(Collected data entries)
◇ ◇ ◇ ◇ ◇ ◇ ◇

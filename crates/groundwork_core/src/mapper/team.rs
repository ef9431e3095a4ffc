//! Item mapping for [`Team`].

use crate::domain::Team;
use crate::error::CoreResult;
use crate::mapper::{fields, ItemMapper};
use crate::repository::tables;
use groundwork_value::Item;

impl ItemMapper for Team {
    fn table() -> &'static str {
        tables::TEAMS
    }

    fn to_item(&self) -> CoreResult<Item> {
        let mut item = Item::new();
        fields::put_uuid(&mut item, "id", self.id);
        fields::put_string(&mut item, "name", &self.name);
        fields::put_timestamp(&mut item, "createdAt", self.created_at);
        fields::put_timestamp(&mut item, "updatedAt", self.updated_at);
        fields::put_opt_string(&mut item, "description", self.description.as_deref());
        fields::put_opt_bool(&mut item, "isActive", self.is_active);
        Ok(item)
    }

    fn from_item(item: &Item) -> CoreResult<Option<Self>> {
        if item.is_empty() {
            return Ok(None);
        }
        Ok(Some(Team {
            id: fields::required_uuid(item, "id")?,
            name: fields::required_string(item, "name")?,
            created_at: fields::required_timestamp(item, "createdAt")?,
            updated_at: fields::required_timestamp(item, "updatedAt")?,
            description: fields::optional_string(item, "description")?,
            is_active: fields::optional_bool(item, "isActive")?,
        }))
    }
}

#[cfg(test)]
mod tests {
    use super::*;
    use chrono::{DateTime, NaiveDate, NaiveDateTime};
    use proptest::prelude::*;
    use uuid::Uuid;

    fn team() -> Team {
        let ts = NaiveDate::from_ymd_opt(2026, 3, 1)
            .unwrap()
            .and_hms_opt(9, 15, 0)
            .unwrap();
        Team {
            id: Uuid::new_v4(),
            name: "platform".into(),
            description: Some("Platform engineering".into()),
            is_active: Some(true),
            created_at: ts,
            updated_at: ts,
        }
    }

    #[test]
    fn roundtrip() {
        let original = team();
        let item = original.to_item().unwrap();
        let decoded = Team::from_item(&item).unwrap().unwrap();
        assert_eq!(decoded, original);
    }

    #[test]
    fn minimal_team_roundtrip() {
        let mut original = team();
        original.description = None;
        original.is_active = None;
        let item = original.to_item().unwrap();
        assert_eq!(item.len(), 4);

        let decoded = Team::from_item(&item).unwrap().unwrap();
        assert_eq!(decoded, original);
    }

    fn timestamps() -> impl Strategy<Value = NaiveDateTime> {
        // Seconds up to 2100-01-01, millisecond sub-second precision.
        (0i64..4_102_444_800, 0u32..1_000).prop_map(|(secs, millis)| {
            DateTime::from_timestamp(secs, millis * 1_000_000)
                .unwrap()
                .naive_utc()
        })
    }

    proptest! {
        #[test]
        fn any_team_survives_the_roundtrip(
            bytes in any::<[u8; 16]>(),
            name in "[a-zA-Z0-9 _-]{1,24}",
            description in proptest::option::of("[a-zA-Z0-9 ]{0,40}"),
            is_active in proptest::option::of(any::<bool>()),
            created_at in timestamps(),
            updated_at in timestamps(),
        ) {
            let original = Team {
                id: Uuid::from_bytes(bytes),
                name,
                description,
                is_active,
                created_at,
                updated_at,
            };
            let item = original.to_item().unwrap();
            let decoded = Team::from_item(&item).unwrap().unwrap();
            prop_assert_eq!(decoded, original);
        }
    }
}
//! End-to-end coordinator behavior against the in-memory driver, plus
//! failure classification against a scripted driver.

use groundwork_core::repository::tables;
use groundwork_core::txn::{
    TransactionCoordinator, WriteBatch, MAX_TRANSACTION_OPERATIONS,
};
use groundwork_core::{CoreError, FailureKind};
use groundwork_store::{
    CancellationReason, Condition, InMemoryStore, ItemStore, StoreError, StoreResult, WriteOp,
};
use groundwork_value::{Item, Value};
use std::sync::Arc;

fn item(id: &str, name: &str) -> Item {
    let mut item = Item::new();
    item.insert("id", Value::Text(id.into()));
    item.insert("name", Value::Text(name.into()));
    item
}

#[test]
fn empty_batch_is_a_no_op_without_driver_calls() {
    let store = Arc::new(InMemoryStore::with_tables(tables::ALL));
    let coordinator = TransactionCoordinator::new(store.clone());

    coordinator.execute(WriteBatch::new()).unwrap();
    assert_eq!(store.transact_write_calls(), 0);
}

#[test]
fn violated_condition_leaves_state_unchanged_and_names_the_write() {
    let store = Arc::new(InMemoryStore::with_tables(tables::ALL));
    store
        .put_item(tables::STACKS, item("s-3", "existing"), None)
        .unwrap();
    let coordinator = TransactionCoordinator::new(store.clone());

    let mut batch = WriteBatch::new();
    batch
        .put(tables::STACKS, item("s-1", "orders"), "save stack: orders")
        .put(tables::STACKS, item("s-2", "billing"), "save stack: billing")
        .put_if(
            tables::STACKS,
            item("s-3", "shipping"),
            Condition::attribute_not_exists("id"),
            "create stack: shipping",
        );

    let err = coordinator.execute(batch).unwrap_err();
    match err {
        CoreError::TransactionFailed {
            kind,
            message,
            failures,
            ..
        } => {
            assert_eq!(kind, FailureKind::ConditionalCheckFailed);
            assert!(message.contains("create stack: shipping"));
            assert_eq!(failures.len(), 1);
            assert_eq!(failures[0].index, 2);
            assert_eq!(failures[0].description, "create stack: shipping");
            assert_eq!(failures[0].kind, FailureKind::ConditionalCheckFailed);
        }
        other => panic!("expected transaction failure, got {other}"),
    }

    // None of the three writes took effect, including the two valid ones.
    assert_eq!(store.item_count(tables::STACKS).unwrap(), 1);
    let key = Item::key("id", Value::Text("s-3".into()));
    let untouched = store.get_item(tables::STACKS, &key).unwrap().unwrap();
    assert_eq!(untouched.get("name").and_then(Value::as_text), Some("existing"));
}

#[test]
fn oversized_batch_fails_locally_before_any_driver_call() {
    let store = Arc::new(InMemoryStore::with_tables(tables::ALL));
    let coordinator = TransactionCoordinator::new(store.clone());

    let mut batch = WriteBatch::new();
    for i in 0..(MAX_TRANSACTION_OPERATIONS + 1) {
        batch.put(
            tables::STACKS,
            item(&format!("s-{i}"), "stack"),
            format!("save stack {i}"),
        );
    }

    let err = coordinator.execute(batch).unwrap_err();
    match err {
        CoreError::Validation { message } => {
            assert!(message.contains("101"));
            assert!(message.contains("100"));
        }
        other => panic!("expected validation error, got {other}"),
    }
    assert_eq!(store.transact_write_calls(), 0);
}

#[test]
fn overweight_batch_fails_locally_with_a_size_message() {
    let store = Arc::new(InMemoryStore::with_tables(tables::ALL));
    let coordinator = TransactionCoordinator::new(store.clone());

    let mut heavy = item("s-1", "stack");
    heavy.insert("blob", Value::Text("x".repeat(5 * 1024 * 1024)));

    let mut batch = WriteBatch::new();
    batch.put(tables::STACKS, heavy, "save oversized stack");

    let err = coordinator.execute(batch).unwrap_err();
    match err {
        CoreError::Validation { message } => assert!(message.contains("bytes")),
        other => panic!("expected validation error, got {other}"),
    }
    assert_eq!(store.transact_write_calls(), 0);
}

#[test]
fn cancellation_reasons_pair_with_descriptions_by_index() {
    let store = Arc::new(InMemoryStore::with_tables(tables::ALL));
    store
        .put_item(tables::TEAMS, item("t-1", "platform"), None)
        .unwrap();
    let coordinator = TransactionCoordinator::new(store);

    let mut batch = WriteBatch::new();
    batch
        .put(tables::STACKS, item("s-1", "orders"), "save stack: orders")
        .put_if(
            tables::TEAMS,
            item("t-1", "platform"),
            Condition::attribute_not_exists("id"),
            "create team: platform",
        );

    let err = coordinator.execute(batch).unwrap_err();
    match err {
        CoreError::TransactionFailed {
            message, failures, ..
        } => {
            // The first (passing) operation is not reported; the second is,
            // by its own description and one-based position.
            assert_eq!(failures.len(), 1);
            assert_eq!(failures[0].index, 1);
            assert!(message.contains("operation 2 (create team: platform)"));
            assert!(!message.contains("save stack: orders"));
        }
        other => panic!("expected transaction failure, got {other}"),
    }
}

#[test]
fn update_and_conditional_delete_commit_together() {
    let store = Arc::new(InMemoryStore::with_tables(tables::ALL));
    store
        .put_item(tables::STACKS, item("s-1", "orders"), None)
        .unwrap();
    store
        .put_item(tables::STACKS, item("s-2", "billing"), None)
        .unwrap();
    let coordinator = TransactionCoordinator::new(store.clone());

    let mut values = std::collections::BTreeMap::new();
    values.insert(":name".to_string(), Value::Text("orders-v2".into()));

    let mut batch = WriteBatch::new();
    batch
        .update(
            tables::STACKS,
            Item::key("id", Value::Text("s-1".into())),
            groundwork_store::UpdateExpression::new("SET name = :name", values),
            "rename stack: orders",
        )
        .delete_if(
            tables::STACKS,
            Item::key("id", Value::Text("s-2".into())),
            Condition::attribute_exists("id"),
            "delete stack: billing",
        );
    coordinator.execute(batch).unwrap();

    let key = Item::key("id", Value::Text("s-1".into()));
    let renamed = store.get_item(tables::STACKS, &key).unwrap().unwrap();
    assert_eq!(renamed.get("name").and_then(Value::as_text), Some("orders-v2"));
    assert_eq!(store.item_count(tables::STACKS).unwrap(), 1);
}

/// Driver scripted to fail `transact_write` with a fixed error, for
/// exercising classification paths the in-memory driver never produces.
struct FailingStore {
    error: std::sync::Mutex<Option<StoreError>>,
}

impl FailingStore {
    fn with(error: StoreError) -> Arc<Self> {
        Arc::new(Self {
            error: std::sync::Mutex::new(Some(error)),
        })
    }
}

impl ItemStore for FailingStore {
    fn get_item(&self, _table: &str, _key: &Item) -> StoreResult<Option<Item>> {
        Ok(None)
    }

    fn put_item(&self, _table: &str, _item: Item, _condition: Option<&Condition>) -> StoreResult<()> {
        Ok(())
    }

    fn delete_item(
        &self,
        _table: &str,
        _key: &Item,
        _condition: Option<&Condition>,
    ) -> StoreResult<()> {
        Ok(())
    }

    fn transact_write(&self, _ops: &[WriteOp]) -> StoreResult<()> {
        let error = self.error.lock().unwrap().take();
        Err(error.unwrap_or_else(|| StoreError::other("script exhausted")))
    }
}

#[test]
fn conflict_reasons_classify_as_transaction_conflict() {
    let store = FailingStore::with(StoreError::TransactionCanceled {
        reasons: vec![
            CancellationReason::none(),
            CancellationReason::with_code("TransactionConflict", "concurrent writer"),
        ],
    });
    let coordinator = TransactionCoordinator::new(store);

    let mut batch = WriteBatch::new();
    batch
        .put(tables::STACKS, item("s-1", "orders"), "save stack: orders")
        .put(tables::TEAMS, item("t-1", "platform"), "save team: platform");

    let err = coordinator.execute(batch).unwrap_err();
    match err {
        CoreError::TransactionFailed { kind, message, .. } => {
            assert_eq!(kind, FailureKind::TransactionConflict);
            assert!(message.contains("exponential backoff"));
        }
        other => panic!("expected transaction failure, got {other}"),
    }
}

#[test]
fn throughput_errors_classify_without_per_operation_breakdown() {
    let store = FailingStore::with(StoreError::throughput_exceeded("rate limited"));
    let coordinator = TransactionCoordinator::new(store);

    let mut batch = WriteBatch::new();
    batch.put(tables::STACKS, item("s-1", "orders"), "save stack: orders");

    let err = coordinator.execute(batch).unwrap_err();
    match err {
        CoreError::TransactionFailed { kind, failures, .. } => {
            assert_eq!(kind, FailureKind::ThroughputExceeded);
            assert!(failures.is_empty());
        }
        other => panic!("expected transaction failure, got {other}"),
    }
}

#[test]
fn missing_table_classifies_as_resource_not_found() {
    let store = FailingStore::with(StoreError::resource_not_found("gw_unknown"));
    let coordinator = TransactionCoordinator::new(store);

    let mut batch = WriteBatch::new();
    batch.put("gw_unknown", item("x", "x"), "save into missing table");

    let err = coordinator.execute(batch).unwrap_err();
    match err {
        CoreError::TransactionFailed { kind, .. } => {
            assert_eq!(kind, FailureKind::ResourceNotFound);
        }
        other => panic!("expected transaction failure, got {other}"),
    }
}

#[test]
fn unrecognized_reason_codes_classify_as_unknown() {
    let store = FailingStore::with(StoreError::TransactionCanceled {
        reasons: vec![CancellationReason::with_code(
            "ValidationError",
            "item too large",
        )],
    });
    let coordinator = TransactionCoordinator::new(store);

    let mut batch = WriteBatch::new();
    batch.put(tables::STACKS, item("s-1", "orders"), "save stack: orders");

    let err = coordinator.execute(batch).unwrap_err();
    match err {
        CoreError::TransactionFailed { kind, failures, .. } => {
            assert_eq!(kind, FailureKind::Unknown);
            assert_eq!(failures[0].kind, FailureKind::Unknown);
        }
        other => panic!("expected transaction failure, got {other}"),
    }
}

◇ ◇ ◇ ◇ ◇ ◇ ◇

Could you output, exactly and with nothing else, the lines from the start of the records through the line containing "impl ItemMapper for"?

» Exercise answer
filename crates/groundwork_core/src/mapper/team.rs
repository ef9431e3095a4ffc
//! Item mapping for [`Team`].

use crate::domain::Team;
use crate::error::CoreResult;
use crate::mapper::{fields, ItemMapper};
use crate::repository::tables;
use groundwork_value::Item;

impl ItemMapper for Team {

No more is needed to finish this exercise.